▶ **WORK TO BE COMPLETED**: Quote every line below exactly as it reads.

▶ **RECORDS FOR THE TASK**:
--- --- ---

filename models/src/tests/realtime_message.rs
use crate::{EntityType, RealtimeMessage};

/// **VALUE**: Verifies that a sub-shipment update from the backend decodes with camelCase fields.
///
/// **WHY THIS MATTERS**: The backend sends `{"type":"SUB_STATUS_UPDATE", "subShipmentId": ...}`.
/// If the tag or field casing drifts, every message is dropped as undecodable.
#[test]
fn given_sub_status_json_when_deserialized_then_fields_populated() {
    // GIVEN: A backend payload
    let json = r#"{
        "type": "SUB_STATUS_UPDATE",
        "subShipmentId": "sub-7",
        "shipmentOrderId": "so-1",
        "shipperId": "shipper-3",
        "status": "IN_TRANSIT",
        "message": "Package picked up",
        "timestamp": "2025-01-02T10:00:00"
    }"#;

    // WHEN: Deserializing
    let message: RealtimeMessage = serde_json::from_str(json).unwrap();

    // THEN: The right variant with all fields
    match message {
        RealtimeMessage::SubStatusUpdate {
            sub_shipment_id,
            shipment_order_id,
            shipper_id,
            status,
            ..
        } => {
            assert_eq!(sub_shipment_id, "sub-7");
            assert_eq!(shipment_order_id, "so-1");
            assert_eq!(shipper_id.as_deref(), Some("shipper-3"));
            assert_eq!(status, "IN_TRANSIT");
        }
        other => panic!("Expected SubStatusUpdate, got {other:?}"),
    }
}

/// **VALUE**: Verifies that the server's message text wins over the generated summary.
#[test]
fn given_message_text_when_summarised_then_uses_text() {
    // GIVEN: A shipment update with text
    let message = RealtimeMessage::ShipmentStatusUpdate {
        shipment_order_id: "so-1".to_string(),
        status: "DELIVERED".to_string(),
        message: "Order delivered".to_string(),
        timestamp: None,
    };

    // WHEN / THEN
    assert_eq!(message.summary(), "Order delivered");
}

/// **VALUE**: Verifies the fallback summary for each variant when the text is empty.
///
/// **BUG THIS CATCHES**: Would catch a blank notification line when the backend omits
/// `message`, which it does for bulk status changes.
#[test]
fn given_empty_message_when_summarised_then_builds_fallback() {
    // GIVEN: Messages without text
    let shipment = RealtimeMessage::ShipmentStatusUpdate {
        shipment_order_id: "so-1".to_string(),
        status: "PENDING".to_string(),
        message: String::new(),
        timestamp: None,
    };
    let generic: RealtimeMessage = serde_json::from_str(
        r#"{"type":"STATUS_UPDATE","entityId":"o-9","entityType":"ORDER","status":"CANCELLED"}"#,
    )
    .unwrap();
    let assigned: RealtimeMessage = serde_json::from_str(
        r#"{"type":"ASSIGNED","subShipmentId":"sub-1","shipmentOrderId":"so-1","shipperId":"s-1","status":"ASSIGNED","message":"  "}"#,
    )
    .unwrap();

    // WHEN / THEN: Fallbacks name the entity and status
    assert_eq!(shipment.summary(), "Shipment so-1 - Status: PENDING");
    assert_eq!(generic.summary(), "ORDER o-9 - Status: CANCELLED");
    assert_eq!(assigned.summary(), "Assigned sub-shipment sub-1 - Status: ASSIGNED");
    assert_eq!(generic.shipment_order_id(), None);
    assert_eq!(assigned.shipment_order_id(), Some("so-1"));
}

/// **VALUE**: Verifies that an unknown `type` tag is rejected instead of being misread.
#[test]
fn given_unknown_type_when_deserialized_then_error() {
    let result = serde_json::from_str::<RealtimeMessage>(r#"{"type":"PING"}"#);
    assert!(result.is_err());
}

/// **VALUE**: Verifies the entity type wire names used in summaries.
#[test]
fn given_entity_types_when_displayed_then_match_wire_names() {
    assert_eq!(EntityType::SubShipment.to_string(), "SUB_SHIPMENT");
    assert_eq!(
        serde_json::to_string(&EntityType::SubShipment).unwrap(),
        "\"SUB_SHIPMENT\""
    );
}
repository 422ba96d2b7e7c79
pub mod error_location;
pub mod redact_error;
use crate::transport::MessageHandler;

use models::RealtimeMessage;

use std::sync::{Arc, PoisonError, RwLock};

/// Shared slot holding the current message handler.
///
/// The transport listener captures a clone of the cell, not the handler, so
/// swapping the handler takes effect on the next message without touching the
/// listener registration.
#[derive(Clone, Default)]
pub struct HandlerCell {
    inner: Arc<RwLock<Option<MessageHandler>>>,
}

impl HandlerCell {
    pub fn new(handler: MessageHandler) -> Self {
        Self {
            inner: Arc::new(RwLock::new(Some(handler))),
        }
    }

    pub fn replace(&self, handler: MessageHandler) {
        *self.inner.write().unwrap_or_else(PoisonError::into_inner) = Some(handler);
    }

    /// Drop the handler; messages are discarded until a new one is set.
    pub fn clear(&self) {
        *self.inner.write().unwrap_or_else(PoisonError::into_inner) = None;
    }

    /// Call the current handler. Returns false if none is set.
    pub fn dispatch(&self, message: &RealtimeMessage) -> bool {
        let handler = self
            .inner
            .read()
            .unwrap_or_else(PoisonError::into_inner)
            .as_ref()
            .map(Arc::clone);

        match handler {
            Some(handler) => {
                handler(message);
                true
            }
            None => false,
        }
    }
}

--- --- ---

▶ **EXERCISE RESPONSE**:
filename models/src/tests/realtime_message.rs
use crate::{EntityType, RealtimeMessage};

/// **VALUE**: Verifies that a sub-shipment update from the backend decodes with camelCase fields.
///
/// **WHY THIS MATTERS**: The backend sends `{"type":"SUB_STATUS_UPDATE", "subShipmentId": ...}`.
/// If the tag or field casing drifts, every message is dropped as undecodable.
#[test]
fn given_sub_status_json_when_deserialized_then_fields_populated() {
    // GIVEN: A backend payload
    let json = r#"{
        "type": "SUB_STATUS_UPDATE",
        "subShipmentId": "sub-7",
        "shipmentOrderId": "so-1",
        "shipperId": "shipper-3",
        "status": "IN_TRANSIT",
        "message": "Package picked up",
        "timestamp": "2025-01-02T10:00:00"
    }"#;

    // WHEN: Deserializing
    let message: RealtimeMessage = serde_json::from_str(json).unwrap();

    // THEN: The right variant with all fields
    match message {
        RealtimeMessage::SubStatusUpdate {
            sub_shipment_id,
            shipment_order_id,
            shipper_id,
            status,
            ..
        } => {
            assert_eq!(sub_shipment_id, "sub-7");
            assert_eq!(shipment_order_id, "so-1");
            assert_eq!(shipper_id.as_deref(), Some("shipper-3"));
            assert_eq!(status, "IN_TRANSIT");
        }
        other => panic!("Expected SubStatusUpdate, got {other:?}"),
    }
}

/// **VALUE**: Verifies that the server's message text wins over the generated summary.
#[test]
fn given_message_text_when_summarised_then_uses_text() {
    // GIVEN: A shipment update with text
    let message = RealtimeMessage::ShipmentStatusUpdate {
        shipment_order_id: "so-1".to_string(),
        status: "DELIVERED".to_string(),
        message: "Order delivered".to_string(),
        timestamp: None,
    };

    // WHEN / THEN
    assert_eq!(message.summary(), "Order delivered");
}

/// **VALUE**: Verifies the fallback summary for each variant when the text is empty.
///
/// **BUG THIS CATCHES**: Would catch a blank notification line when the backend omits
/// `message`, which it does for bulk status changes.
#[test]
fn given_empty_message_when_summarised_then_builds_fallback() {
    // GIVEN: Messages without text
    let shipment = RealtimeMessage::ShipmentStatusUpdate {
        shipment_order_id: "so-1".to_string(),
        status: "PENDING".to_string(),
        message: String::new(),
        timestamp: None,
    };
    let generic: RealtimeMessage = serde_json::from_str(
        r#"{"type":"STATUS_UPDATE","entityId":"o-9","entityType":"ORDER","status":"CANCELLED"}"#,
    )
    .unwrap();
    let assigned: RealtimeMessage = serde_json::from_str(
        r#"{"type":"ASSIGNED","subShipmentId":"sub-1","shipmentOrderId":"so-1","shipperId":"s-1","status":"ASSIGNED","message":"  "}"#,
    )
    .unwrap();

    // WHEN / THEN: Fallbacks name the entity and status
    assert_eq!(shipment.summary(), "Shipment so-1 - Status: PENDING");
    assert_eq!(generic.summary(), "ORDER o-9 - Status: CANCELLED");
    assert_eq!(assigned.summary(), "Assigned sub-shipment sub-1 - Status: ASSIGNED");
    assert_eq!(generic.shipment_order_id(), None);
    assert_eq!(assigned.shipment_order_id(), Some("so-1"));
}

/// **VALUE**: Verifies that an unknown `type` tag is rejected instead of being misread.
#[test]
fn given_unknown_type_when_deserialized_then_error() {
    let result = serde_json::from_str::<RealtimeMessage>(r#"{"type":"PING"}"#);
    assert!(result.is_err());
}

/// **VALUE**: Verifies the entity type wire names used in summaries.
#[test]
fn given_entity_types_when_displayed_then_match_wire_names() {
    assert_eq!(EntityType::SubShipment.to_string(), "SUB_SHIPMENT");
    assert_eq!(
        serde_json::to_string(&EntityType::SubShipment).unwrap(),
        "\"SUB_SHIPMENT\""
    );
}
repository 422ba96d2b7e7c79
pub mod error_location;
pub mod redact_error;
use crate::transport::MessageHandler;

use models::RealtimeMessage;

use std::sync::{Arc, PoisonError, RwLock};

/// Shared slot holding the current message handler.
///
/// The transport listener captures a clone of the cell, not the handler, so
/// swapping the handler takes effect on the next message without touching the
/// listener registration.
#[derive(Clone, Default)]
pub struct HandlerCell {
    inner: Arc<RwLock<Option<MessageHandler>>>,
}

impl HandlerCell {
    pub fn new(handler: MessageHandler) -> Self {
        Self {
            inner: Arc::new(RwLock::new(Some(handler))),
        }
    }

    pub fn replace(&self, handler: MessageHandler) {
        *self.inner.write().unwrap_or_else(PoisonError::into_inner) = Some(handler);
    }

    /// Drop the handler; messages are discarded until a new one is set.
    pub fn clear(&self) {
        *self.inner.write().unwrap_or_else(PoisonError::into_inner) = None;
    }

    /// Call the current handler. Returns false if none is set.
    pub fn dispatch(&self, message: &RealtimeMessage) -> bool {
        let handler = self
            .inner
            .read()
            .unwrap_or_else(PoisonError::into_inner)
            .as_ref()
            .map(Arc::clone);

        match handler {
            Some(handler) => {
                handler(message);
                true
            }
            None => false,
        }
    }
}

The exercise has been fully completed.